Une trentaine d'agriculteurs se sont rassemblés ce vendredi à Linguizzetta pour alerter sur un phénomène préoccupant : l'accaparement des terres agricoles sur cette commune. Les syndicats Via Campagnola et A Mossa Paisana, à l’origine de cette mobilisation, accusent la Préfecture de ne pas appliquer les réglementations en vigueur.
Jacques Filippi, vice-président de Mossa Paisana et également président de la Safer, a exprimé le problème clairement : "Nous faisons face à un grave souci d'accaparement des terres par des familles qui sont en train de créer des trusts". Cette déclaration fait écho aux préoccupations d’un groupe d'agriculteurs qui s'est constitué ce 20 février près de terrains à Linguizzetta, considérés comme accaparés par une famille. Les syndicats exigent une réévaluation de la situation par la Préfecture de Corse, plaidant pour une application stricte des normes existantes.

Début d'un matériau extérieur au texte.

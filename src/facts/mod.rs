//! C4: the fact segments. Six permutations of the raw triples, plus
//! three aggregated and three fully-aggregated projections (one per
//! leading role: subject, predicate, object) used to answer star
//! joins and `COUNT(*)` without falling back to a full scan.

mod aggregated;
mod fully_aggregated;
mod permutation;
mod varint;

pub use aggregated::AggregatedSpec;
pub use fully_aggregated::FullyAggregatedSpec;
pub use permutation::PermutationSpec;

use std::collections::HashMap;
use std::sync::Arc;

use crate::btree::BTree;
use crate::buffer_pool::{BufferPool, SegmentId};
use crate::error::SmallError;
use crate::ids::{Order, Triple, ALL_ORDERS};
use crate::types::SmallResult;

/// The three leading roles that get an aggregated / fully-aggregated
/// projection. Each corresponds to the permutation whose first column
/// is that role.
pub const AGGREGATE_ORDERS: [Order; 3] = [Order::Spo, Order::Pso, Order::Osp];

pub struct FactsStore {
    permutations: HashMap<Order, BTree<PermutationSpec>>,
    aggregated: HashMap<Order, BTree<AggregatedSpec>>,
    fully_aggregated: HashMap<Order, BTree<FullyAggregatedSpec>>,
}

impl FactsStore {
    pub fn create(pool: Arc<BufferPool>) -> Result<Self, SmallError> {
        let mut permutations = HashMap::new();
        for &order in &ALL_ORDERS {
            permutations.insert(
                order,
                BTree::<PermutationSpec>::create(pool.clone(), SegmentId::Permutation(order))?,
            );
        }

        let mut aggregated = HashMap::new();
        let mut fully_aggregated = HashMap::new();
        for &order in &AGGREGATE_ORDERS {
            aggregated.insert(
                order,
                BTree::<AggregatedSpec>::create(pool.clone(), SegmentId::Aggregated(order))?,
            );
            fully_aggregated.insert(
                order,
                BTree::<FullyAggregatedSpec>::create(
                    pool.clone(),
                    SegmentId::FullyAggregated(order),
                )?,
            );
        }

        Ok(Self {
            permutations,
            aggregated,
            fully_aggregated,
        })
    }

    pub fn open(
        pool: Arc<BufferPool>,
        roots: &HashMap<SegmentId, (u32, u32)>,
    ) -> Result<Self, SmallError> {
        let mut permutations = HashMap::new();
        for &order in &ALL_ORDERS {
            let (root, height) = roots
                .get(&SegmentId::Permutation(order))
                .copied()
                .unwrap_or((0, 0));
            permutations.insert(
                order,
                BTree::<PermutationSpec>::open(pool.clone(), SegmentId::Permutation(order), root, height),
            );
        }

        let mut aggregated = HashMap::new();
        let mut fully_aggregated = HashMap::new();
        for &order in &AGGREGATE_ORDERS {
            let (a_root, a_height) = roots
                .get(&SegmentId::Aggregated(order))
                .copied()
                .unwrap_or((0, 0));
            aggregated.insert(
                order,
                BTree::<AggregatedSpec>::open(pool.clone(), SegmentId::Aggregated(order), a_root, a_height),
            );

            let (f_root, f_height) = roots
                .get(&SegmentId::FullyAggregated(order))
                .copied()
                .unwrap_or((0, 0));
            fully_aggregated.insert(
                order,
                BTree::<FullyAggregatedSpec>::open(
                    pool.clone(),
                    SegmentId::FullyAggregated(order),
                    f_root,
                    f_height,
                ),
            );
        }

        Ok(Self {
            permutations,
            aggregated,
            fully_aggregated,
        })
    }

    pub fn permutation(&self, order: Order) -> &BTree<PermutationSpec> {
        self.permutations.get(&order).expect("all six orders are always present")
    }

    pub fn aggregated(&self, order: Order) -> Option<&BTree<AggregatedSpec>> {
        self.aggregated.get(&order)
    }

    pub fn fully_aggregated(&self, order: Order) -> Option<&BTree<FullyAggregatedSpec>> {
        self.fully_aggregated.get(&order)
    }

    /// Insert one triple into all six permutations and refresh the
    /// three aggregated/fully-aggregated projections it participates
    /// in. Used by bulk load; the differential index is the path for
    /// online inserts.
    pub fn insert(&self, triple: Triple) -> SmallResult {
        for &order in &ALL_ORDERS {
            let (v1, v2, v3) = triple.permuted(order);
            self.permutations.get(&order).unwrap().insert((v1, v2, v3))?;
        }
        for &order in &AGGREGATE_ORDERS {
            let (v1, v2, _v3) = triple.permuted(order);
            self.aggregated
                .get(&order)
                .unwrap()
                .insert((v1, v2, 1))?;
            self.fully_aggregated
                .get(&order)
                .unwrap()
                .insert((v1, 1))?;
        }
        Ok(())
    }

    /// `(root_page_id, height)` for every segment, for the directory
    /// header this store should be persisted under.
    pub fn roots(&self) -> HashMap<SegmentId, (u32, u32)> {
        let mut out = HashMap::new();
        for (&order, tree) in &self.permutations {
            out.insert(SegmentId::Permutation(order), (tree.root_page_id(), tree.height()));
        }
        for (&order, tree) in &self.aggregated {
            out.insert(SegmentId::Aggregated(order), (tree.root_page_id(), tree.height()));
        }
        for (&order, tree) in &self.fully_aggregated {
            out.insert(
                SegmentId::FullyAggregated(order),
                (tree.root_page_id(), tree.height()),
            );
        }
        out
    }
}
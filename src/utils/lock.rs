use std::sync::{RwLock, RwLockReadGuard, RwLockWriteGuard};

/// copy from https://github.com/tikv/tikv/blob/b15ea3b1cd766375cb52019e35c195ed797124df/components/tikv_util/src/lib.rs#L171-L186
///
/// A handy shortcut to replace the `RwLock` write/read().unwrap() pattern
/// with `wl()`/`rl()`.
pub trait HandyRwLock<T: ?Sized> {
    fn wl(&self) -> RwLockWriteGuard<'_, T>;
    fn rl(&self) -> RwLockReadGuard<'_, T>;
}

impl<T: ?Sized> HandyRwLock<T> for RwLock<T> {
    fn wl(&self) -> RwLockWriteGuard<'_, T> {
        self.write().unwrap()
    }

    fn rl(&self) -> RwLockReadGuard<'_, T> {
        self.read().unwrap()
    }
}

D’après les syndicats, le contournement des règles établies par la Société d'Aménagement Foncier et d'Établissement Rural (Safer) se fait au travers d'arrangements de baux avant achat des terres. "Cela vide le mécanisme de régulation de son sens", ont-ils dénoncé, précisant qu’une "inertie de l'État" facilite cette situation d’abus.
Jean-Dominique Musso, un autre acteur du secteur, a ajouté : "Dès qu'une surface agricole excède 57 hectares, un contrôle devrait s'appliquer". Il souligne que l'État ne convoque plus la commission responsable d'évaluer les demandes d'autorisation d'exploiter. Musso interpelle sur l’avenir de l'agriculture en Corse, évoquant la nécessité d'une autonomie alimentaire et d'un soutien à la production locale. "La spéculation sur les terres agricoles est aujourd'hui un enjeu majeur à ne pas négliger", conclut-il.
L’agriculteur ciblé par ces accusations a préféré garder le silence, tandis que la Préfecture n’a pas encore répondu aux demandes de clarification.